Loneliness is one of the biggest predictors of mortality and disability. We are social creatures and we need our people. In fact, research shows that dropping a significant number of your social groups after retirement is a predictor of a 6-year mortality after retirement date.3  Your tribe can consist of religious groups, leisure groups, social groups, physical activity groups, volunteer groups, your family, or hobby groups. Whoever they are, they need to be a regular part of your daily life. 

How strong is your tribe? 

Make a list of all of the groups you are (or were) a part of pre-retirement. Add them up. Now, make a list of all of the groups you are (or are planning to be) a part of post-retirement. Add them up. How big of a difference is there? Is there a drop after retirement?

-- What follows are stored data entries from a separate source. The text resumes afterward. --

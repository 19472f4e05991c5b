//! Display loops: cycle through schemes on a schedule.
//!
//! Each loop step is either a control word or `scheme[,scheme...]@duration`:
//!
//! - `sunset,stars@10m` shows `sunset` and `stars` for ten minutes;
//! - `advance` skips the step after it;
//! - `retreat` goes back to the scheme shown before the current one;
//! - `break` ends the loop.
//!
//! Without a `break` a loop repeats until interrupted.

use crate::config::{Config, ConfigError};
use crate::display::Display;
use crate::is_running;
use serde::{Deserialize, Serialize};
use std::io::Write;
use std::sync::atomic::AtomicBool;
use std::thread;
use std::time::{Duration, Instant};
use thiserror::Error;

/// Longest single sleep while holding a step, so Ctrl-C stays responsive.
const HOLD_SLICE: Duration = Duration::from_millis(100);

#[derive(Debug, Error)]
pub enum LoopError {
    #[error("unknown loop {0:?}")]
    UnknownLoop(String),
    #[error("bad duration in loop step {step:?}: {source}")]
    Duration {
        step: String,
        source: humantime::DurationError,
    },
    #[error(transparent)]
    Apply(#[from] ConfigError),
}

/// One raw step of a loop, as written in the config file.
#[derive(Clone, Debug, PartialEq, Eq, Serialize, Deserialize)]
#[serde(transparent)]
pub struct LoopStep(pub String);

impl From<&str> for LoopStep {
    fn from(s: &str) -> Self {
        LoopStep(s.to_string())
    }
}

#[derive(Clone, Debug, PartialEq, Eq)]
pub enum LoopAction {
    Break,
    Advance,
    Retreat,
    Show { schemes: Vec<String>, hold: Duration },
}

impl LoopStep {
    pub fn parse(&self) -> Result<LoopAction, LoopError> {
        let step = self.0.trim();

        match step {
            "break" => Ok(LoopAction::Break),
            "advance" => Ok(LoopAction::Advance),
            "retreat" => Ok(LoopAction::Retreat),
            _ => {
                let (schemes, timespec) = step.split_once('@').unwrap_or((step, ""));
                let hold = humantime::parse_duration(timespec.trim()).map_err(|source| {
                    LoopError::Duration {
                        step: step.to_string(),
                        source,
                    }
                })?;

                let schemes = schemes
                    .split(',')
                    .map(str::trim)
                    .filter(|s| !s.is_empty())
                    .map(String::from)
                    .collect();

                Ok(LoopAction::Show { schemes, hold })
            }
        }
    }
}

// ── Cursor ─────────────────────────────────────────────────────────

/// Walks a loop's steps, yielding each set of schemes to show and how
/// long to hold it. Ends at `break`, or when no step shows anything.
pub struct LoopCursor {
    actions: Vec<LoopAction>,
    position: usize,
    last_shown: Option<usize>,
}

impl LoopCursor {
    pub fn new(steps: &[LoopStep]) -> Result<Self, LoopError> {
        let actions = steps
            .iter()
            .map(LoopStep::parse)
            .collect::<Result<Vec<_>, _>>()?;

        Ok(Self {
            actions,
            position: 0,
            last_shown: None,
        })
    }

    /// The show step before the one most recently shown.
    fn previous_show(&self) -> Option<usize> {
        let last = self.last_shown?;
        let len = self.actions.len();

        (1..len)
            .map(|back| (last + len - back) % len)
            .find(|&i| matches!(self.actions[i], LoopAction::Show { .. }))
            .or(Some(last))
    }
}

impl Iterator for LoopCursor {
    type Item = (Vec<String>, Duration);

    fn next(&mut self) -> Option<Self::Item> {
        let len = self.actions.len();
        if len == 0 {
            return None;
        }

        // a full lap of control steps without a show means nothing to do
        for _ in 0..=2 * len {
            let at = self.position % len;

            match &self.actions[at] {
                LoopAction::Break => return None,
                LoopAction::Advance => self.position = at + 2,
                LoopAction::Retreat => {
                    self.position = self.previous_show().unwrap_or(at + 1);
                }
                LoopAction::Show { schemes, hold } => {
                    self.last_shown = Some(at);
                    self.position = at + 1;
                    return Some((schemes.clone(), *hold));
                }
            }
        }

        None
    }
}

// ── Runner ─────────────────────────────────────────────────────────

/// Run the named loop against `display`, applying every shown scheme set
/// with `effect`. Returns how many steps were shown before the loop hit
/// `break` or `running` was cleared.
pub fn run_loop<W: Write>(
    config: &Config,
    display: &mut Display<W>,
    name: &str,
    effect: &str,
    running: &AtomicBool,
) -> Result<usize, LoopError> {
    let steps = config
        .loops
        .get(name)
        .ok_or_else(|| LoopError::UnknownLoop(name.to_string()))?;

    let mut shown = 0;

    for (schemes, hold) in LoopCursor::new(steps)? {
        if !is_running(running) {
            break;
        }

        tracing::info!(
            name,
            schemes = %schemes.join(","),
            hold = %humantime::format_duration(hold),
            "loop step"
        );

        config.apply_schemes(display, &schemes, effect)?;
        shown += 1;
        hold_while_running(hold, running);
    }

    tracing::info!(name, shown, "loop finished");
    Ok(shown)
}

fn hold_while_running(hold: Duration, running: &AtomicBool) {
    let until = Instant::now() + hold;

    while is_running(running) {
        let left = until.saturating_duration_since(Instant::now());
        if left.is_zero() {
            break;
        }
        thread::sleep(left.min(HOLD_SLICE));
    }
}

How big of a drop?  

Conclusion 

Similar to money accumulated over time in your retirement savings accounts, you have an internal bank account of Retirement Self-Efficacy.  

Your level of Retirement Self-Efficacy depends on having tools and a plan that can help keep you healthy and mobile so you can enjoy the active retirement lifestyle you’ve been looking forward to for so long. 

Optimizing the 6 areas of health outlined above will not only help you physically prepare for retirement, but it can also build your Retirement Self-Efficacy by reassuring yourself you’ll be able to handle whatever physical challenges retirement throws your way. 

After doing the quick tests in each section, which ones stood out as most important to improve?  

Start with one area to focus on for 4-6 weeks, then re-assess.  

If you improved, move on to the next area repeating until you’ve upgraded your health all-around. 

Finally, it can feel overwhelming to try and build a plan on your own and hold yourself accountable to it. 

This is where a movement professional like a Doctor of Physical Therapy can step in to help.  

Many people seek out the help of a professional, such as a financial advisor, to help guide them to the point where they are financially ready for retirement. Hiring a Doctor of Physical Therapy to help you physically prepare for retirement is no different. 

Apply for a free retirement preparedness consultation with Natural Fit Therapy below: 

Click here to set-up your free Active Retirement Readiness Consultation with Natural Fit Therapy today 

Until next time, keep moving!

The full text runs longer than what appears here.